This has been a whirlwind of a week for our family. Spring has sprung and spare time, if there is such a thing, has been taken to make prepare and plant a garden that will hopefully be in full bloom on our daughter's wedding day. Needless to say, I have fallen behind in my Scripture reading and summarizing and I can sure feel it. My spirit actually starts to grumble when I have been out of the Word for a few days. It's a bit like hunger pangs. I even start to get a bit testy as if my blood sugar is dipping. Luckily yesterday day I was able to have a long luxurious 'meal' as I spent time catching up on Saul and David.
Now these two guy are really something. One plagued with insecurity. The other enormous self confidence. Taken to the extreme these opposite traits both would have adverse effects on the people around them. Saul would be a self-focused and distracted in is campaign to crush his seeming competition leaving his country at risk from the enemy while David would go about the countryside taking whatever he wanted to the point of possibly becoming "obnoxious to his own people." [1 Samuel 27:12]

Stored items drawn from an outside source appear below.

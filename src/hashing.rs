//! Seeded 64-bit mixing for ids.
//!
//! Ids are frequently sequential, so positions are derived from a full-avalanche
//! finalizer (splitmix64) rather than the raw value.

const POSITION_SEED: u64 = 0x9E37_79B9_7F4A_7C15;
const MASK_SEED: u64 = 0xD134_2543_DE82_EF95;

/// Number of high bits reserved for shard selection.
pub(crate) const SHARD_BITS: u32 = 16;

#[inline]
pub(crate) fn mix64(value: u64, seed: u64) -> u64 {
    let mut z = value ^ seed;
    z = z.wrapping_add(0x9E37_79B9_7F4A_7C15);
    z = (z ^ (z >> 30)).wrapping_mul(0xBF58_476D_1CE4_E5B9);
    z = (z ^ (z >> 27)).wrapping_mul(0x94D0_49BB_1331_11EB);
    z ^ (z >> 31)
}

/// Hash used to pick the shard (high bits) and word (low 32 bits) for an id.
#[inline]
pub(crate) fn position_hash(id: u64) -> u64 {
    mix64(id, POSITION_SEED)
}

/// Maps a 32-bit hash uniformly onto `0..len` without a division.
#[inline]
pub(crate) fn fast_range(hash: u32, len: u64) -> usize {
    ((u64::from(hash) * len) >> 32) as usize
}

/// Builds a mask with exactly `hash_count` distinct bits set.
///
/// `hash_count` must be below 64. Each position consumes 6 bits of hash
/// material; the stream is re-mixed when it runs dry.
#[inline]
pub(crate) fn block_mask(position_hash: u64, hash_count: u32) -> u64 {
    debug_assert!(hash_count > 0 && hash_count < 64);

    let mut material = mix64(position_hash, MASK_SEED);
    let mut remaining = 10;
    let mut mask = 0u64;

    while mask.count_ones() < hash_count {
        if remaining == 0 {
            material = mix64(material, MASK_SEED);
            remaining = 10;
        }

        mask |= 1u64 << (material & 63);
        material >>= 6;
        remaining -= 1;
    }

    mask
}
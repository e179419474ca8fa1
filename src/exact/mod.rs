//! Exact strategy.
//!
//! Every distinct id is stored in a sharded concurrent hash set
//! ([`DashMap`](dashmap::DashMap) with unit values). No false positives; memory
//! grows with the number of distinct ids for the lifetime of the set.
//!
//! # Key Characteristics
//!
//! - **Exact:** a new id is always reported as new
//! - **Fine-grained locking:** one shard write lock per call
//! - **Unbounded growth:** ids are never removed

mod exact_seen_set;
pub use exact_seen_set::*;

There were a couple of things that stuck with me throughout the reading. Maybe because it is an election year my thoughts were drawn to the parts on leadership. The first was about how to choose a leader for a nation or should I say, "How not to choose a leader." As we see in this story, it is a bad idea to make this decision based on stature or let's say visibility. Just because someone is literally 'head and shoulders above the rest', and has the best chance of winning the election doesn't necessarily mean he would be a 'winner' when it comes to running the country. If we want to choose successfully, what matters is what he's got going on on the inside. God tells Samuel that very thing when sets off to find a replacement for the very tall and good-looking Saul. [1 Samuel 16:7]
Secondly, I am impressed with how David, aside from a couple practical jokes, acted with respect toward the position Saul held as king even when Saul had lost his mind and was passionately pursuing him with the purposes of murdering him. Over and over, David repeated the fact, 1 cannot "lay my hand on him; for he is the anointed of the Lord.” David respected the fact that God approved the choice of Saul as king and he was not going to question that. He also led by example calling others out when they were tempted to act against the king and even instructed the nation to honor him in death.

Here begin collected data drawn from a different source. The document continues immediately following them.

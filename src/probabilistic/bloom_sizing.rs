use std::f64::consts::LN_2;

use crate::{ExpectedCardinality, FalsePositiveTarget, FirstSeenError, ShardCount};

/// Largest number of bit positions derived per id.
pub const MAX_HASH_COUNT: u32 = 16;

/// Bits per block. All positions for one id fall inside a single block.
pub(crate) const BLOCK_BITS: u32 = u64::BITS;

/// Per-shard word indices are derived from 32 hash bits.
const MAX_WORDS_PER_SHARD: u64 = 1 << 32;

/// Average ids per word above which the estimate is reported as saturated.
const SATURATION_LOAD: f64 = BLOCK_BITS as f64;

/// Resolved dimensions of a [`ShardedBloomFilter`](crate::ShardedBloomFilter).
///
/// The classic bloom formulas assume positions spread over the whole bit
/// array. Here every id's positions share one 64-bit word, which raises the
/// false-positive rate for a given size, so the classic figures are only the
/// starting point: the array is grown until the blocked-filter estimate is at
/// or below the target, for every candidate hash count, and the smallest array
/// wins.
#[derive(Debug, Clone, Copy, PartialEq)]
pub struct BloomSizing {
    /// Number of shards.
    pub shards: usize,
    /// 64-bit words in each shard.
    pub words_per_shard: u64,
    /// Bit positions set per id.
    pub hash_count: u32,
    /// Distinct ids the filter was sized for.
    pub expected_cardinality: u64,
    /// Requested false-positive ceiling.
    pub false_positive_target: f64,
    /// Estimated false-positive rate once `expected_cardinality` ids are marked.
    pub estimated_false_positive_rate: f64,
}

impl BloomSizing {
    /// Size a filter for `expected_cardinality` ids at `false_positive_target`.
    ///
    /// Fails with [`FirstSeenError::FilterTooLarge`] when the array would not
    /// fit in addressable memory or exceed the per-shard word limit.
    pub fn compute(
        expected_cardinality: ExpectedCardinality,
        false_positive_target: FalsePositiveTarget,
        shard_count: ShardCount,
    ) -> Result<Self, FirstSeenError> {
        let n = *expected_cardinality;
        let p = *false_positive_target;
        let shards = *shard_count as u64;

        let max_words = MAX_WORDS_PER_SHARD
            .saturating_mul(shards)
            .min(isize::MAX as u64 / 8);

        let (classic_bits, _) = Self::classic(n, p);
        let seed_words = classic_bits.div_ceil(u64::from(BLOCK_BITS)).max(1);

        let mut best: Option<(u64, u32)> = None;

        for k in 1..=MAX_HASH_COUNT {
            let Some(words) = min_words_for(n, p, k, seed_words, max_words) else {
                continue;
            };

            let words = words.div_ceil(shards) * shards;

            match best {
                Some((best_words, _)) if best_words <= words => {}
                _ => best = Some((words, k)),
            }
        }

        let Some((words, hash_count)) = best else {
            return Err(FirstSeenError::FilterTooLarge(format!(
                "{n} ids at false positive target {p} need more than {max_words} words"
            )));
        };

        Ok(Self {
            shards: shards as usize,
            words_per_shard: words / shards,
            hash_count,
            expected_cardinality: n,
            false_positive_target: p,
            estimated_false_positive_rate: blocked_false_positive_rate(words, hash_count, n),
        })
    } // end constructor

    /// Classic bloom dimensions for `n` ids at false-positive rate `p`.
    ///
    /// Returns `(m, k)` with `m = ceil(-n ln p / (ln 2)^2)` bits and
    /// `k = round((m / n) ln 2)` hash functions (at least 1).
    pub fn classic(n: u64, p: f64) -> (u64, u32) {
        let n = n.max(1) as f64;
        let m = (-n * p.ln() / (LN_2 * LN_2)).ceil();
        let k = ((m / n) * LN_2).round().max(1f64);

        (m as u64, k as u32)
    }

    /// Total words across all shards.
    pub fn total_words(&self) -> u64 {
        self.words_per_shard * self.shards as u64
    }

    /// Total bits across all shards.
    pub fn total_bits(&self) -> u64 {
        self.total_words() * u64::from(BLOCK_BITS)
    }

    /// Heap bytes used by the bit array.
    pub fn memory_bytes(&self) -> u64 {
        self.total_words() * 8
    }

    /// Bits spent per expected id.
    pub fn bits_per_id(&self) -> f64 {
        self.total_bits() as f64 / self.expected_cardinality as f64
    }

    /// Estimated false-positive rate after `marked` distinct ids.
    ///
    /// Grows monotonically with `marked`; saturates at `1.0` once the average
    /// word holds 64 ids.
    pub fn false_positive_rate_at(&self, marked: u64) -> f64 {
        blocked_false_positive_rate(self.total_words(), self.hash_count, marked)
    }
} // end impl BloomSizing

/// Smallest word count in `[1, max_words]` whose estimate is at or below `p`.
fn min_words_for(n: u64, p: f64, k: u32, seed_words: u64, max_words: u64) -> Option<u64> {
    let mut hi = seed_words.min(max_words);
    while blocked_false_positive_rate(hi, k, n) > p {
        if hi == max_words {
            return None;
        }
        hi = hi.saturating_mul(2).min(max_words);
    }

    let mut lo = 1u64;
    while lo < hi {
        let mid = lo + (hi - lo) / 2;
        if blocked_false_positive_rate(mid, k, n) <= p {
            hi = mid;
        } else {
            lo = mid + 1;
        }
    }

    Some(hi)
}

/// False-positive estimate for a filter of `words` 64-bit blocks holding
/// `inserted` ids with `k` distinct bits each.
///
/// Ids land on words as a Poisson process with mean `inserted / words`. A word
/// that received `l` ids has each bit unset with probability `(1 - k/64)^l`,
/// and a fresh query collides when its `k` bits are all set.
pub(crate) fn blocked_false_positive_rate(words: u64, k: u32, inserted: u64) -> f64 {
    if inserted == 0 {
        return 0f64;
    }
    if words == 0 {
        return 1f64;
    }

    let load = inserted as f64 / words as f64;
    if load >= SATURATION_LOAD {
        return 1f64;
    }

    let k = f64::from(k);
    let keep = 1f64 - k / f64::from(BLOCK_BITS);
    let upper = (load + 12f64 * load.sqrt() + 16f64).ceil() as u64;

    let mut pmf = (-load).exp();
    let mut unset = 1f64;
    let mut rate = 0f64;

    for l in 0..=upper {
        if l > 0 {
            pmf *= load / l as f64;
            unset *= keep;
        }
        rate += pmf * (1f64 - unset).powf(k);
    }

    rate.min(1f64)
}
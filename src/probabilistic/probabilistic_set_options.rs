use crate::{ExpectedCardinality, FalsePositiveTarget, ShardCount};

/// Configuration for [`ShardedBloomFilter`](crate::ShardedBloomFilter).
#[derive(Clone, Debug)]
pub struct ProbabilisticSetOptions {
    /// Distinct ids the filter must hold while staying under the target rate.
    pub expected_cardinality: ExpectedCardinality,
    /// False-positive ceiling at `expected_cardinality` ids.
    pub false_positive_target: FalsePositiveTarget,
    /// Number of independent bit-array segments.
    pub shard_count: ShardCount,
}

impl ProbabilisticSetOptions {
    /// Options for `expected_cardinality` ids with the default target and shard count.
    pub fn new(expected_cardinality: ExpectedCardinality) -> Self {
        Self {
            expected_cardinality,
            false_positive_target: FalsePositiveTarget::default(),
            shard_count: ShardCount::default(),
        }
    }
}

We have so many freedoms in this country. We can choose to say what we want and exercise our right to vote by wisely selecting the one who will lead us. I believe that the examples God has included in his story here in the books of Samuel should give us something to at least consider on how to conduct those choices.
Now, on to the rest of the story of David as king. I hope you are keeping up in the reading through the Bible. Don't let yourselves become ravenous with hunger for the Word. No calorie counting here. This is one time you can 'eat' as much as you want and become fat and satisfied.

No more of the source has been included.